A Small Tool to Understand How Spam Filtering Works

What's most important when sending an email? The sender and the recipient, but what else?

Beyond that, the most crucial element is undoubtedly spam filtering. Every email client has this feature integrated, and its judgment can determine the fate of an email—whether you ever get to see it.

This article will walk you through the principles of how spam filtering works and guide you in building a small tool to detect spam.

Or—alternatively—you can use this tool to proactively check and revise your own emails to prevent them from being flagged as spam ;-).

How Spam Filtering Works

Spam filtering often relies on a program called Apache SpamAssassin.

Apache SpamAssassin is an open-source spam detection platform maintained by the Apache Software Foundation, which is a widely used tool for many email clients and email filtering tools to classify messages as spam.

It uses a multitude of rules, Bayesian filtering, and network tests to assign a spam “score” to a given email. Generally, an email scoring 5 or above is at high risk of being flagged as spam.

Installing SpamAssassin Locally to Detect Spam

It's important to note that SpamAssassin can only run on Linux, so you will need a Linux operating system or a Docker container.

On Debian/Ubuntu systems, use the following commands to install SpamAssassin:

apt-get update && apt-get install -y spamassassin
sa-update

The sa-update command is used to update SpamAssassin's detection rules to the latest version.

Once installed, we can use it to detect spam.
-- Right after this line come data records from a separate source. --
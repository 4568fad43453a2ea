//! Usage limiter: plan-aware quota enforcement over a [`LedgerStore`].
//!
//! The limiter never does read-then-write accounting. Every grant goes
//! through the store's conditional "increment where below limit" update, so
//! two racing requests for a user's last slot can never both win. Rejection
//! is a typed outcome carrying accurate counts and the reset instant, not
//! an error.
//!
//! Free plans consume a daily allowance with a rolling lock: the first
//! rejected attempt arms a reset instant a full window ahead, and every
//! later rejection reports that same instant until it passes. Premium plans
//! consume a calendar-month allowance. Tester accounts bypass the ledger
//! entirely and leave no usage record behind.

use std::sync::Arc;

use chrono::{DateTime, Duration, Utc};
use serde::Serialize;

use crate::error::LedgerError;
use crate::ledger::{next_month_start, LedgerStore, UsageRecord, UsageReport};
use crate::types::PlanLimits;

/// Rolling daily lock window, armed on the first rejected attempt.
pub const DAILY_LOCK_WINDOW_HOURS: i64 = 24;

/// Which allowance a rejection was charged against.
#[derive(Debug, Clone, Copy, PartialEq, Eq, Serialize)]
#[serde(rename_all = "SCREAMING_SNAKE_CASE")]
pub enum QuotaScope {
    Daily,
    Monthly,
}

/// A denied consume attempt, with the counts as stored after re-reading.
#[derive(Debug, Clone, Serialize)]
pub struct QuotaRejection {
    pub used: i64,
    pub limit: i64,
    pub remaining: i64,
    /// When the allowance reopens. Stable across repeated rejections.
    pub reset_at: Option<DateTime<Utc>>,
    pub reset_in_seconds: Option<i64>,
    pub scope: QuotaScope,
}

impl QuotaRejection {
    fn new(
        used: i64,
        limit: i64,
        reset_at: Option<DateTime<Utc>>,
        now: DateTime<Utc>,
        scope: QuotaScope,
    ) -> Self {
        Self {
            used,
            limit,
            remaining: (limit - used).max(0),
            reset_at,
            reset_in_seconds: reset_at.map(|t| (t - now).num_seconds().max(0)),
            scope,
        }
    }
}

/// Result of one consume attempt.
#[derive(Debug, Clone)]
pub enum ConsumeOutcome {
    /// The message may be answered; `usage` reflects the consumed slot.
    Granted { usage: UsageReport },
    /// The allowance is exhausted. Not an error.
    Rejected(QuotaRejection),
}

impl ConsumeOutcome {
    /// Test/reporting convenience.
    pub fn is_granted(&self) -> bool {
        matches!(self, ConsumeOutcome::Granted { .. })
    }
}

/// Plan-aware limiter over any ledger backend.
#[derive(Clone)]
pub struct Limiter {
    store: Arc<dyn LedgerStore>,
}

impl Limiter {
    pub fn new(store: Arc<dyn LedgerStore>) -> Self {
        Self { store }
    }

    /// Attempt to consume one message slot for `user_id`.
    ///
    /// # Arguments
    /// * `plan` - The user's limits. `is_tester` bypasses everything.
    /// * `is_premium` - Charges the monthly allowance instead of the daily.
    pub async fn consume(
        &self,
        user_id: &str,
        plan: &PlanLimits,
        is_premium: bool,
    ) -> Result<ConsumeOutcome, LedgerError> {
        if plan.is_tester {
            // No read, no create. Tester traffic leaves no trace.
            return Ok(ConsumeOutcome::Granted {
                usage: UsageReport::tester(user_id),
            });
        }

        let now = Utc::now();
        self.store.ensure(user_id, next_month_start(now)).await?;
        self.store
            .roll_monthly_if_expired(user_id, now, next_month_start(now))
            .await?;

        if is_premium {
            self.consume_monthly(user_id, plan, now).await
        } else {
            self.consume_daily(user_id, plan, now).await
        }
    }

    /// Current usage for `user_id`, after applying any due window resets.
    pub async fn report(
        &self,
        user_id: &str,
        plan: &PlanLimits,
    ) -> Result<UsageReport, LedgerError> {
        if plan.is_tester {
            return Ok(UsageReport::tester(user_id));
        }

        let now = Utc::now();
        self.store.ensure(user_id, next_month_start(now)).await?;
        self.store
            .roll_monthly_if_expired(user_id, now, next_month_start(now))
            .await?;
        self.store.clear_daily_lock_if_expired(user_id, now).await?;

        let record = self.reread(user_id, now).await?;
        Ok(UsageReport::from_record(&record, plan))
    }

    // ── Premium: calendar-month allowance ──

    async fn consume_monthly(
        &self,
        user_id: &str,
        plan: &PlanLimits,
        now: DateTime<Utc>,
    ) -> Result<ConsumeOutcome, LedgerError> {
        if !plan.monthly_enforced() {
            // Unlimited plan: still tracked, never rejected.
            self.store.consume_monthly_unchecked(user_id).await?;
            let record = self.reread(user_id, now).await?;
            return Ok(ConsumeOutcome::Granted {
                usage: UsageReport::from_record(&record, plan),
            });
        }

        if self
            .store
            .try_consume_monthly(user_id, plan.monthly_limit)
            .await?
        {
            let record = self.reread(user_id, now).await?;
            return Ok(ConsumeOutcome::Granted {
                usage: UsageReport::from_record(&record, plan),
            });
        }

        // Re-read so the rejection reports the counts as stored.
        let record = self.reread(user_id, now).await?;
        Ok(ConsumeOutcome::Rejected(QuotaRejection::new(
            record.monthly_count,
            plan.monthly_limit,
            Some(record.monthly_reset_at),
            now,
            QuotaScope::Monthly,
        )))
    }

    // ── Free: daily allowance with rolling lock ──

    async fn consume_daily(
        &self,
        user_id: &str,
        plan: &PlanLimits,
        now: DateTime<Utc>,
    ) -> Result<ConsumeOutcome, LedgerError> {
        self.store.clear_daily_lock_if_expired(user_id, now).await?;

        let record = self.reread(user_id, now).await?;
        if let Some(reset_at) = record.daily_reset_at {
            if reset_at > now {
                // Window still locked from an earlier rejection.
                return Ok(ConsumeOutcome::Rejected(QuotaRejection::new(
                    record.daily_count,
                    plan.daily_limit.max(0),
                    Some(reset_at),
                    now,
                    QuotaScope::Daily,
                )));
            }
        }

        if !plan.daily_enforced() {
            self.store.consume_daily_unchecked(user_id).await?;
            let record = self.reread(user_id, now).await?;
            return Ok(ConsumeOutcome::Granted {
                usage: UsageReport::from_record(&record, plan),
            });
        }

        if self
            .store
            .try_consume_daily(user_id, plan.daily_limit)
            .await?
        {
            let record = self.reread(user_id, now).await?;
            return Ok(ConsumeOutcome::Granted {
                usage: UsageReport::from_record(&record, plan),
            });
        }

        // First rejection arms the lock; racers converge on one instant.
        let reset_at = self
            .store
            .arm_daily_lock(user_id, now + Duration::hours(DAILY_LOCK_WINDOW_HOURS))
            .await?;
        let record = self.reread(user_id, now).await?;
        Ok(ConsumeOutcome::Rejected(QuotaRejection::new(
            record.daily_count,
            plan.daily_limit,
            Some(reset_at),
            now,
            QuotaScope::Daily,
        )))
    }

    /// Post-update read. A missing row after `ensure` can only mean the
    /// backend lost it mid-flight; answer with a fresh window rather than
    /// failing the whole request.
    async fn reread(
        &self,
        user_id: &str,
        now: DateTime<Utc>,
    ) -> Result<UsageRecord, LedgerError> {
        Ok(self
            .store
            .get(user_id)
            .await?
            .unwrap_or_else(|| UsageRecord::new(user_id, next_month_start(now))))
    }
}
The usage is as follows:

spamassassin -t < input_email.txt > results.txt

This command passes input_email.txt to SpamAssassin and writes the detection results into results.txt.

The content of results.txt will look something like this, with SpamAssassin's score and the reasoning listed at the very end.

X-Spam-Checker-Version: SpamAssassin 4.0.0 (2022-12-13) on 254.254.254.254
X-Spam-Level: 
X-Spam-Status: No, score=0.2 required=5.0 tests=HTML_MESSAGE,
    MIME_HTML_ONLY,MISSING_MID,NO_RECEIVED,
    NO_RELAYS autolearn=no autolearn_force=no version=4.0.0

// ...

Content analysis details:   (0.2 points, 5.0 required)

 pts rule name              description
---- ---------------------- --------------------------------------------------
 0.1 MISSING_MID            Missing Message-Id: header
-0.0 NO_RECEIVED            Informational: message has no Received headers
-0.0 NO_RELAYS              Informational: message was not relayed via SMTP
 0.0 HTML_MESSAGE           BODY: HTML included in message
 0.1 MIME_HTML_ONLY         BODY: Message only has text/html MIME parts

Wrapping SpamAssassin in an API

To allow non-Linux devices to use SpamAssassin or to integrate it with other workflows, we can wrap it in an API.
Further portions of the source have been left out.